Abbagli populisti

Ne ha fatto le spese pure Federico Pizzarotti, primo sindaco 5 stelle di capoluogo e primo grillino a dire addio al fondatore Beppe

Abbagli populisti

Ne ha fatto le spese pure Federico Pizzarotti, primo sindaco 5 stelle di capoluogo e primo grillino a dire addio al fondatore Beppe. L'ex sindaco di Parma, dopo tanto trattare, non ha trovato posto nelle liste del terzo polo della coppia Calenda-Renzi, vittima anche lui di uno dei tanti abbagli presi dalla sua prima fede, quella grillino-populista. L'abbaglio porta il nome di una delle grandi battaglie del Movimento, quella che ha ridotto il numero dei parlamentari. Le liste elettorali chiuse ieri hanno dimostrato che anche la madre di tutte le battaglie grilline in realtà è stata una gran menata: alla fine i partiti, a causa della riduzione dei posti, hanno candidato solo i professionisti della politica o chi dopo due o tre legislature lo è diventato, mentre, a parte qualche eccezione, sono rimasti fuori i nomi della cosiddetta società civile. Quelli che una volta erano considerati i fiori all'occhiello.

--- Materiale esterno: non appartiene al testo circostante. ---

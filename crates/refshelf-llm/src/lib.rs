//! Paper summaries and reference lists from an OpenAI-compatible
//! chat-completions endpoint.
//!
//! The reference list returned by the model is an alternate source for the
//! heuristic extractor in `refshelf_parsing`. It is only usable when the
//! model's JSON block parses; [`parse_reference_block`] returns an error
//! otherwise so the caller can keep the heuristic output. Each record is
//! held to the extractor's own length and year rules.

use std::time::Duration;

use refshelf_core::config_file::LlmFileConfig;
use thiserror::Error;

mod block;
mod client;
mod prompt;

pub use block::{parse_reference_block, parse_reference_block_with_config};
pub use client::LlmClient;

pub const DEFAULT_ENDPOINT: &str = "https://api.openai.com/v1/chat/completions";
pub const DEFAULT_MODEL: &str = "gpt-4o-mini";

#[derive(Error, Debug)]
pub enum LlmError {
    #[error("HTTP error: {0}")]
    Http(#[from] reqwest::Error),
    #[error("endpoint returned HTTP {status}: {body}")]
    Status { status: u16, body: String },
    #[error("rate limited (429)")]
    RateLimited,
    #[error("model returned an empty response")]
    EmptyResponse,
    #[error("malformed reference block: {0}")]
    MalformedBlock(String),
    #[error("no API key configured")]
    MissingApiKey,
}

/// Connection and request settings for [`LlmClient`].
#[derive(Debug, Clone)]
pub struct LlmConfig {
    pub endpoint: String,
    pub model: String,
    pub api_key: Option<String>,
    /// Paper text beyond this many characters is not sent.
    pub max_input_chars: usize,
    pub timeout: Duration,
}

impl Default for LlmConfig {
    fn default() -> Self {
        Self {
            endpoint: DEFAULT_ENDPOINT.to_string(),
            model: DEFAULT_MODEL.to_string(),
            api_key: None,
            max_input_chars: 100_000,
            timeout: Duration::from_secs(120),
        }
    }
}

impl LlmConfig {
    /// Defaults overlaid with the `[llm]` table of a config file.
    pub fn from_file(file: Option<&LlmFileConfig>) -> Self {
        let defaults = Self::default();
        let Some(f) = file else {
            return defaults;
        };
        Self {
            endpoint: f.endpoint.clone().unwrap_or(defaults.endpoint),
            model: f.model.clone().unwrap_or(defaults.model),
            api_key: f.api_key.clone().filter(|k| !k.is_empty()),
            max_input_chars: f.max_input_chars.unwrap_or(defaults.max_input_chars),
            timeout: f
                .timeout_secs
                .map(Duration::from_secs)
                .unwrap_or(defaults.timeout),
        }
    }
}

#[cfg(test)]
mod tests {
    use super::*;

    #[test]
    fn test_from_file_none_is_default() {
        let config = LlmConfig::from_file(None);
        assert_eq!(config.endpoint, DEFAULT_ENDPOINT);
        assert_eq!(config.model, DEFAULT_MODEL);
        assert!(config.api_key.is_none());
    }

    #[test]
    fn test_from_file_overlays() {
        let file = LlmFileConfig {
            model: Some("local-model".to_string()),
            api_key: Some(String::new()),
            timeout_secs: Some(5),
            ..Default::default()
        };
        let config = LlmConfig::from_file(Some(&file));
        assert_eq!(config.model, "local-model");
        assert_eq!(config.endpoint, DEFAULT_ENDPOINT);
        assert!(config.api_key.is_none());
        assert_eq!(config.timeout, Duration::from_secs(5));
    }
}
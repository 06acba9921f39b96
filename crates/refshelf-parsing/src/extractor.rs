use std::path::Path;

use refshelf_core::{MAX_TEXT_CHARS, PageTextBackend, ParsedReference, truncate_chars};

use crate::config::ParsingConfig;
use crate::section::{self, SectionStart};
use crate::segment::{self, SegmentationResult, SegmentationStrategy};
use crate::text_processing::{collapse_whitespace, normalize_page, normalize_pages};
use crate::{ParsingError, fields, identifiers};

/// A configurable reference extraction pipeline.
///
/// Holds a [`ParsingConfig`] and exposes each pipeline step as a method.
/// The default constructor uses built-in defaults; use
/// [`ReferenceExtractor::with_config`] to supply custom patterns and
/// thresholds.
#[derive(Debug, Clone, Default)]
pub struct ReferenceExtractor {
    config: ParsingConfig,
}

/// Counters for segments that did not become references.
#[derive(Debug, Clone, Copy, Default, PartialEq, Eq)]
pub struct SkipStats {
    /// Segments produced by the segmenter, before validation.
    pub total_raw: usize,
    pub too_short: usize,
    pub too_long: usize,
    pub no_year: usize,
}

/// Reason a segment was dropped.
#[derive(Debug, Clone, Copy, PartialEq, Eq)]
pub enum SkipReason {
    TooShort,
    TooLong,
    NoYear,
}

/// Output of a full extraction run.
#[derive(Debug, Clone, PartialEq)]
pub struct ExtractionResult {
    /// References in source appearance order.
    pub references: Vec<ParsedReference>,
    /// Where the references region was taken from.
    pub section: SectionStart,
    /// Segmentation strategy used, `None` when the region was one segment.
    pub strategy: Option<SegmentationStrategy>,
    pub skip_stats: SkipStats,
}

impl ExtractionResult {
    fn empty() -> Self {
        Self {
            references: Vec::new(),
            section: SectionStart::TailCutoff,
            strategy: None,
            skip_stats: SkipStats::default(),
        }
    }

    /// Whether the list looks truncated; see [`is_incomplete`].
    pub fn is_incomplete(&self, threshold: usize) -> bool {
        is_incomplete(&self.references, threshold)
    }
}

/// Fewer than `threshold` references suggests extraction missed most of the
/// bibliography, and an alternate source (e.g. an LLM pass) is worth trying.
pub fn is_incomplete(references: &[ParsedReference], threshold: usize) -> bool {
    references.len() < threshold
}

impl ReferenceExtractor {
    /// Create an extractor with default configuration.
    pub fn new() -> Self {
        Self::default()
    }

    /// Create an extractor with a custom configuration.
    pub fn with_config(config: ParsingConfig) -> Self {
        Self { config }
    }

    pub fn config(&self) -> &ParsingConfig {
        &self.config
    }

    /// Locate the references section and return the region after it (step 1).
    pub fn locate<'a>(&self, text: &'a str) -> (SectionStart, &'a str) {
        let start = section::locate_references_with_config(text, &self.config);
        let offset = start.offset_in(text, self.config.cutoff_fraction);
        (start, &text[offset..])
    }

    /// Split a references region into raw segments (step 2).
    pub fn segment(&self, region: &str) -> SegmentationResult {
        segment::segment_references_with_config(region, &self.config)
    }

    /// Validate one segment and extract its fields (step 3).
    ///
    /// `next_index` is used when the segment carries no explicit marker.
    pub fn parse_segment(
        &self,
        raw: &str,
        next_index: usize,
    ) -> Result<ParsedReference, SkipReason> {
        let text = collapse_whitespace(raw);
        self.check_length(&text)?;
        let year = identifiers::extract_year(&text).ok_or(SkipReason::NoYear)?;

        let marker = identifiers::extract_marker(&text).filter(|m| m.number > 0);
        let marker_end = marker.map(|m| m.end).unwrap_or(0);

        Ok(ParsedReference {
            index: marker.map(|m| m.number).unwrap_or(next_index),
            doi: identifiers::extract_doi(&text),
            authors: fields::extract_authors(&text, &year, marker_end),
            title: fields::extract_title(&text, &year),
            year: Some(year.year),
            text: truncate_chars(&text, MAX_TEXT_CHARS),
        }
        .sanitize())
    }

    /// Validate a record produced outside the pipeline, such as one returned
    /// by an LLM, against the same rules as [`parse_segment`](Self::parse_segment).
    ///
    /// The text must fall within the configured length bounds. The year is
    /// taken from the record's own `year` field when it holds a year token,
    /// else from the text, and is stored as the bare four digits.
    pub fn validate_record(
        &self,
        record: ParsedReference,
    ) -> Result<ParsedReference, SkipReason> {
        let text = collapse_whitespace(&record.text);
        self.check_length(&text)?;
        let year = record
            .year
            .as_deref()
            .and_then(identifiers::extract_year)
            .or_else(|| identifiers::extract_year(&text))
            .ok_or(SkipReason::NoYear)?;

        Ok(ParsedReference {
            year: Some(year.year),
            text: truncate_chars(&text, MAX_TEXT_CHARS),
            ..record
        }
        .sanitize())
    }

    fn check_length(&self, text: &str) -> Result<(), SkipReason> {
        let len = text.chars().count();
        if len < self.config.min_reference_chars {
            return Err(SkipReason::TooShort);
        }
        if len > self.config.max_reference_chars {
            return Err(SkipReason::TooLong);
        }
        Ok(())
    }

    /// Run the pipeline on per-page text.
    pub fn extract_from_pages<S: AsRef<str>>(&self, pages: &[S]) -> ExtractionResult {
        self.extract_normalized(&normalize_pages(pages))
    }

    /// Run the pipeline on already-joined document text.
    pub fn extract_from_text(&self, text: &str) -> ExtractionResult {
        self.extract_normalized(&normalize_page(text))
    }

    /// Read a document's pages through `backend` and run the pipeline.
    pub fn extract_from_document(
        &self,
        path: &Path,
        backend: &dyn PageTextBackend,
    ) -> Result<ExtractionResult, ParsingError> {
        let pages = backend.page_texts(path)?;
        tracing::debug!(path = %path.display(), pages = pages.len(), "read page text");
        Ok(self.extract_from_pages(&pages))
    }

    fn extract_normalized(&self, text: &str) -> ExtractionResult {
        if text.trim().is_empty() {
            return ExtractionResult::empty();
        }

        let (section, region) = self.locate(text);
        let SegmentationResult { strategy, segments } = self.segment(region);

        let mut stats = SkipStats {
            total_raw: segments.len(),
            ..Default::default()
        };
        let mut references: Vec<ParsedReference> = Vec::new();

        for raw in &segments {
            match self.parse_segment(raw, references.len() + 1) {
                Ok(r) => references.push(r),
                Err(reason) => match reason {
                    SkipReason::TooShort => stats.too_short += 1,
                    SkipReason::TooLong => stats.too_long += 1,
                    SkipReason::NoYear => stats.no_year += 1,
                },
            }
        }

        tracing::debug!(
            found_by = ?section.found_by(),
            ?strategy,
            accepted = references.len(),
            too_short = stats.too_short,
            too_long = stats.too_long,
            no_year = stats.no_year,
            "extracted references"
        );

        ExtractionResult {
            references,
            section,
            strategy,
            skip_stats: stats,
        }
    }
}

Questo è il bilancio dell'operazione e i primi a farne le spese sono stati proprio i grillini fatti fuori dalla loro visione ispirata a Torquemada. Come si fa, infatti, a tagliare da una legislatura all'altra un terzo dei membri del Parlamento, senza nessun gradualismo? Gli altri problemi creati da questa concezione manichea verranno a galla dopo il 25 settembre, quando un Parlamento organizzato e strutturato per funzionare con poco meno di mille parlamentari dovrà far fronte al lavoro delle commissioni con i seicento superstiti. O meglio, il Senato ha riformato il proprio regolamento e in parte lo ha adeguato, mentre la Camera, guidata non per nulla da un esponente del populismo grillino, se ne è infischiata e ora saranno guai.

La verità è che la politica non si può fare con gli urli e i conati, non puoi farti guidare dalle viscere ma, come in tutte le cose, devi usare il cervello. Di provvedimenti presi con la «pancia», cercando di conquistare l'attenzione della gente, e che a cose fatte hanno provocato un pentimento quasi generale, è piena la produzione parlamentare di segno populista che, nelle diverse stagioni, ha preso colori diversi. Un'altra sfida al Palazzo, ad esempio, fu l'eliminazione o la riduzione del finanziamento ai partiti. Ebbene, ora è difficile trovare qualcuno che non vorrebbe tornare indietro.

Lo stesso giudizio ora incombe pure sulla riduzione dei parlamentari fatta quasi per caso. C'è chi non se ne è ancora reso conto, ma chi dovrà guidare il governo dopo il 25 settembre lo farà alla cieca. Ad esempio, se i numeri dei ministri e dei sottosegretari (specie se saranno scelti tra gli eletti) sarà quello degli esecutivi precedenti, sarà difficile per la maggioranza avere in Aula i deputati o i senatori necessari per votare la fiducia. Più che politico, è un problema strutturale, si può dire matematico. Tant'è che c'è chi immagina siano necessarie subito delle riforme per evitare contrattempi. Addirittura lo teorizza un costituzionalista del Pd che, visti i pronostici elettorali, avrebbe tutti i motivi per negarlo. «Qui la questione principale osserva Stefano Ceccanti è quella di far girare la macchina. Con i nuovi numeri del Parlamento le fiducie dovrebbero essere votate in seduta comune dalle due Camere e allo stesso modo i decreti. Senza queste modifiche avranno problemi i governi di qualsiasi segno».

E torniamo all'origine di tutti mali: le riforme non possono essere fatte con i piedi. È la parabola, purtroppo, di una legislatura in cui per buona parte hanno regnato i 5 stelle.

Ci vuole un minimo di competenza e di serietà. E i primi che dovrebbero rendersi conto nel segreto dell'urna che non si vota, appunto, con le viscere ma con il cervello, dovrebbero essere proprio gli elettori. Anche perché sono sempre i primi a pagare.